My parents are taking point with my Grandfathers care, and I don’t have his full blood work in front of me. My Grandpa is 88, he is also very underweight. He was just diagnosed about 5 months ago, and his last blood transfusion was end of May. His hemoglobin is 8.8(it was as high as 11 after the May blood transfusion). I know on his blood paperwork, it listed his blast count as normal, but I don’t have the exact number. I also know he has low platelet counts.
My Grandpa has chronic fatigue, and desperately wants another transfusion(because after his last transfusion, which was his 2nd transfusion, he felt a lot better). The issue is the insurance won’t pay for it until his hemoglobin falls below 7. I have read that having too many transfusions can lead to severe complications. I know the doctor has told my Grandpa he would authorize it if his insurance would pay for it. My question is, if it takes 3ish months for his numbers to go from 11 to less than 7, is there anything we can do to help him with his fatigue? If money was no objection, would him getting more frequent transfusions be ok for his health?
My last question is, based on the information stated, can I figure out what risk category hes in? Even as a adult it frankly scares me that he has this awful disease. I really thank everyone for this wonderful site, and may God bless you all.August 7, 2017 at 7:51 am #33587
Justin, I am 66 and was previously diagnosed with MDS RCMD with q20 & tri 8 chromosomes bad. My platelets were low and further bone marrow biopsy identified the disease.
My Dr started me on Vidaza chemo for 5 days then 21 days off for 6 months the first year. The chemo affects everyone differently. The first series for me just bought on some nausea which medications are available. My Dr thought it was controlled but blood counts declined and a bone marrow biopsy showed the bad cell were still growing. Transfusion at that time were not required.

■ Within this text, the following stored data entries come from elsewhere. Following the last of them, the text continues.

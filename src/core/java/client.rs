// ─── Client Version File ───
// The per-version JSON the manifest points at; only the client jar and the
// asset index matter here.

use serde::{Deserialize, Serialize};

use crate::core::error::{SyncError, SyncResult};

#[derive(Debug, Clone, Deserialize)]
#[serde(rename_all = "camelCase")]
pub struct ClientJson {
    #[serde(default)]
    pub id: Option<String>,
    #[serde(default)]
    pub downloads: Option<VersionDownloads>,
    #[serde(default)]
    pub asset_index: Option<AssetIndexInfo>,
}

#[derive(Debug, Clone, Deserialize)]
pub struct VersionDownloads {
    pub client: Option<DownloadArtifact>,
}

#[derive(Debug, Clone, Deserialize)]
pub struct DownloadArtifact {
    pub sha1: String,
    #[serde(default)]
    pub size: u64,
    pub url: String,
}

/// Recorded verbatim in `versions.json`.
#[derive(Debug, Clone, PartialEq, Eq, Serialize, Deserialize)]
#[serde(rename_all = "camelCase")]
pub struct AssetIndexInfo {
    pub id: String,
    pub url: String,
    #[serde(default, skip_serializing_if = "Option::is_none")]
    pub sha1: Option<String>,
    #[serde(default, skip_serializing_if = "Option::is_none")]
    pub size: Option<u64>,
    #[serde(default, skip_serializing_if = "Option::is_none")]
    pub total_size: Option<u64>,
}

impl ClientJson {
    /// The client jar download, required for every tracked version.
    pub fn client_download(&self, version: &str) -> SyncResult<&DownloadArtifact> {
        self.downloads
            .as_ref()
            .and_then(|d| d.client.as_ref())
            .ok_or_else(|| {
                SyncError::NotFound(format!("Java Edition {version} has no client download"))
            })
    }

    pub fn asset_index_value(&self) -> SyncResult<Option<serde_json::Value>> {
        self.asset_index
            .as_ref()
            .map(serde_json::to_value)
            .transpose()
            .map_err(SyncError::from)
    }
}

My Dr tried another 5 months of Vidaza with no change. After the first chemo treatment I started requiring monthly transfusions. As time went on the transfusions went to bi-weekly. My iron levels increased to the point I needed to take additional very expensive drugs for iron reduction. I was fortunate my insurance paid for them although many hospitals have programs for people that insurance does not cover.
Everyone is different for Hemoglobin levels. For me when I would get below 9.0 I had trouble getting up stairs, standing in the shower, lifting anything and always fatigued. The Dr normally decides when Hemoglobin is required for each patient and he sets the level for insurance. I would make sure your grandpa is seeing at Doctor at one of the MDS centers of excellence. They also have a shot they can give you to increase Hemoglobin, they are expensive and never worked for me but I have heard from other people they work.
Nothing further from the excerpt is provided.